# Stored records:
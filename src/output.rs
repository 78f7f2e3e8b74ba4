// 该文件是 Subwindow （子窗口搜索） 项目的一部分。
// src/output.rs - 预测结果输出
//
// 本文件根据 Apache 许可证第 2.0 版（以下简称“许可证”）授权使用；
// 除非遵守该许可证条款，否则您不得使用本文件。
// 您可通过以下网址获取许可证副本：
// http://www.apache.org/licenses/LICENSE-2.0
// 除非适用法律要求或书面同意，根据本许可协议分发的软件均按“原样”提供，
// 不附带任何形式的明示或暗示的保证或条件。
// 有关许可权限与限制的具体条款，请参阅本许可协议。
//
// Copyright (C) 2026 Johann Li <me@qinka.pro>, Wareless Group

use thiserror::Error;
use url::Url;

use crate::{FromUrl, FromUrlWithScheme, geometry::BBox, image::PointCloud};

pub trait Render<Input, Output>: Sized {
  type Error;
  fn render_result(&self, input: &Input, result: &Output) -> Result<(), Self::Error>;
  fn finish(&self) -> Result<(), Self::Error>;
}

mod line_file;
pub use self::line_file::{LineFileOutput, StdoutOutput};

#[derive(Error, Debug)]
pub enum OutputError {
  #[error("URI 方案不匹配: {0}")]
  SchemeMismatch(String),
  #[error("输出路径无效: {0}")]
  InvalidPath(String),
  #[error("I/O 错误: {0}")]
  IoError(#[from] std::io::Error),
}

/// 预测记录格式：`score left top right bottom`，与 VOC 提交格式一致
///
/// 分数总是带小数点输出（`2.0` 而非 `2`）。`with_id` 为真时在行首加上图像编号。
#[derive(Debug, Clone, Copy, Default)]
pub struct PredictionRecord {
  pub with_id: bool,
}

impl PredictionRecord {
  pub fn format(&self, image: &PointCloud, bbox: &BBox) -> String {
    let record = format!(
      "{:?} {} {} {} {}",
      bbox.score, bbox.left, bbox.top, bbox.right, bbox.bottom
    );
    match (self.with_id, image.id()) {
      (true, Some(id)) => format!("{} {}", id, record),
      _ => record,
    }
  }

  fn from_query(url: &Url) -> Self {
    PredictionRecord {
      with_id: url.query_pairs().any(|(k, _)| k == "with_id"),
    }
  }
}

pub enum OutputWrapper {
  LineFile(LineFileOutput),
  Stdout(StdoutOutput),
}

impl FromUrl for OutputWrapper {
  type Error = OutputError;

  fn from_url(url: &Url) -> Result<Self, Self::Error> {
    match url.scheme() {
      LineFileOutput::SCHEME => Ok(OutputWrapper::LineFile(LineFileOutput::from_url(url)?)),
      StdoutOutput::SCHEME => Ok(OutputWrapper::Stdout(StdoutOutput::from_url(url)?)),
      other => Err(OutputError::SchemeMismatch(other.to_string())),
    }
  }
}

impl Render<PointCloud, BBox> for OutputWrapper {
  type Error = OutputError;

  fn render_result(&self, input: &PointCloud, result: &BBox) -> Result<(), Self::Error> {
    match self {
      OutputWrapper::LineFile(output) => output.render_result(input, result),
      OutputWrapper::Stdout(output) => output.render_result(input, result),
    }
  }

  fn finish(&self) -> Result<(), Self::Error> {
    match self {
      OutputWrapper::LineFile(output) => output.finish(),
      OutputWrapper::Stdout(output) => output.finish(),
    }
  }
}
// 该文件是 Subwindow （子窗口搜索） 项目的一部分。
// src/dataset.rs - 训练/测试样本读取
//
// 本文件根据 Apache 许可证第 2.0 版（以下简称“许可证”）授权使用；
// 除非遵守该许可证条款，否则您不得使用本文件。
// 您可通过以下网址获取许可证副本：
// http://www.apache.org/licenses/LICENSE-2.0
// 除非适用法律要求或书面同意，根据本许可协议分发的软件均按“原样”提供，
// 不附带任何形式的明示或暗示的保证或条件。
// 有关许可权限与限制的具体条款，请参阅本许可协议。
//
// Copyright (C) 2026 Johann Li <me@qinka.pro>, Wareless Group

use std::path::{Path, PathBuf};

use thiserror::Error;
use tracing::{debug, info};

use crate::{
  geometry::BBox,
  image::{PointCloud, PointCloudError},
  label::Label,
};

#[derive(Error, Debug)]
pub enum DatasetError {
  #[error("I/O 错误 {path}: {source}")]
  Io {
    path: PathBuf,
    source: std::io::Error,
  },
  #[error("{path} 第 {line} 行格式错误: {reason}")]
  Parse {
    path: PathBuf,
    line: usize,
    reason: String,
  },
  #[error("找不到图像 {0} 的点云文件")]
  MissingCloud(String),
  #[error("点云 {path} 无效: {source}")]
  Cloud {
    path: PathBuf,
    source: PointCloudError,
  },
}

/// 一个训练或测试样本
#[derive(Debug, Clone)]
pub struct Example {
  pub image: PointCloud,
  pub label: Label,
}

/// 标签文件中的一条记录
#[derive(Debug, Clone, PartialEq)]
pub struct LabelEntry {
  pub id: String,
  pub boxes: Vec<BBox>,
}

impl LabelEntry {
  pub fn label(&self) -> Label {
    if self.boxes.is_empty() {
      Label::Negative
    } else {
      Label::Positive(self.boxes.clone())
    }
  }
}

fn strip_comment(line: &str) -> &str {
  match line.find('#') {
    Some(pos) => &line[..pos],
    None => line,
  }
}

fn read_to_string(path: &Path) -> Result<String, DatasetError> {
  std::fs::read_to_string(path).map_err(|source| DatasetError::Io {
    path: path.to_path_buf(),
    source,
  })
}

/// 数字 ID 按数值比较（`5` 与 `000005` 相同），其余按字符串比较
fn same_id(a: &str, b: &str) -> bool {
  match (a.parse::<u64>(), b.parse::<u64>()) {
    (Ok(a), Ok(b)) => a == b,
    _ => a == b,
  }
}

/// 解析 VOC 风格的标签文本
///
/// 每行 `ID [left top right bottom]`，只有 ID 表示负样本图像。
/// 相邻且 ID 相同的行合并为一个含多个框的正样本。
pub fn parse_labels(text: &str, path: &Path) -> Result<Vec<LabelEntry>, DatasetError> {
  let mut entries: Vec<LabelEntry> = Vec::new();

  for (lineno, line) in text.lines().enumerate() {
    let tokens: Vec<&str> = strip_comment(line).split_whitespace().collect();
    if tokens.is_empty() {
      continue;
    }
    let parse_err = |reason: String| DatasetError::Parse {
      path: path.to_path_buf(),
      line: lineno + 1,
      reason,
    };

    let id = tokens[0].to_string();
    let bbox = match tokens.len() {
      1 => None,
      5 => {
        let mut coords = [0i32; 4];
        for (slot, token) in coords.iter_mut().zip(&tokens[1..]) {
          *slot = token
            .parse()
            .map_err(|_| parse_err(format!("坐标无效: {}", token)))?;
        }
        Some(BBox::new(coords[0], coords[1], coords[2], coords[3]).with_score(1.0))
      }
      n => return Err(parse_err(format!("期望 1 或 5 个字段，实际 {} 个", n))),
    };

    match entries.last_mut() {
      Some(last) if same_id(&last.id, &id) => {
        if let Some(b) = bbox {
          last.boxes.push(b);
        }
      }
      _ => entries.push(LabelEntry {
        id,
        boxes: bbox.into_iter().collect(),
      }),
    }
  }

  Ok(entries)
}

/// 解析点云文本，每行 `x y c`，数值可以写成浮点数，按整数截断
pub fn parse_cloud(text: &str, path: &Path) -> Result<PointCloud, DatasetError> {
  let (mut xs, mut ys, mut cs) = (Vec::new(), Vec::new(), Vec::new());

  for (lineno, line) in text.lines().enumerate() {
    let tokens: Vec<&str> = strip_comment(line).split_whitespace().collect();
    if tokens.is_empty() {
      continue;
    }
    if tokens.len() < 3 {
      return Err(DatasetError::Parse {
        path: path.to_path_buf(),
        line: lineno + 1,
        reason: format!("期望至少 3 列，实际 {} 列", tokens.len()),
      });
    }
    let mut values = [0i32; 3];
    for (slot, token) in values.iter_mut().zip(&tokens) {
      let parse_err = |reason: String| DatasetError::Parse {
        path: path.to_path_buf(),
        line: lineno + 1,
        reason,
      };
      let v: f64 = token
        .parse()
        .map_err(|_| parse_err(format!("数值无效: {}", token)))?;
      if !v.is_finite() || v < i32::MIN as f64 || v > i32::MAX as f64 {
        return Err(parse_err(format!("数值超出 i32 范围: {}", token)));
      }
      *slot = v as i32;
    }
    xs.push(values[0]);
    ys.push(values[1]);
    cs.push(values[2]);
  }

  PointCloud::new(xs, ys, cs).map_err(|source| DatasetError::Cloud {
    path: path.to_path_buf(),
    source,
  })
}

/// 按 `<dir>/<ID 补零到 6 位>.clst` 在各目录中依次查找点云文件
pub fn cloud_path(id: &str, dirs: &[PathBuf]) -> Option<PathBuf> {
  let name = match id.parse::<u64>() {
    Ok(n) => format!("{:06}.clst", n),
    Err(_) => format!("{}.clst", id),
  };
  dirs.iter().map(|d| d.join(&name)).find(|p| p.is_file())
}

/// 读取标签文件及其引用的全部点云
pub fn load_examples(label_file: &Path, cloud_dirs: &[PathBuf]) -> Result<Vec<Example>, DatasetError> {
  let entries = parse_labels(&read_to_string(label_file)?, label_file)?;
  info!("读取标签文件 {}: {} 个样本", label_file.display(), entries.len());

  let mut examples = Vec::with_capacity(entries.len());
  for entry in entries {
    let path = cloud_path(&entry.id, cloud_dirs).ok_or_else(|| DatasetError::MissingCloud(entry.id.clone()))?;
    debug!("读取点云 {}", path.display());
    let image = parse_cloud(&read_to_string(&path)?, &path)?.with_id(entry.id.clone());
    examples.push(Example {
      label: entry.label(),
      image,
    });
  }

  let positives = examples.iter().filter(|e| e.label.is_positive()).count();
  info!(
    "共 {} 个样本，其中正样本 {} 个",
    examples.len(),
    positives
  );
  Ok(examples)
}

# Task brief:
Working from the entries above, filter out every line that lacks "StdoutOutput" and copy what remains.

# Exercise response:
pub use self::line_file::{LineFileOutput, StdoutOutput};
  Stdout(StdoutOutput),
      StdoutOutput::SCHEME => Ok(OutputWrapper::Stdout(StdoutOutput::from_url(url)?)),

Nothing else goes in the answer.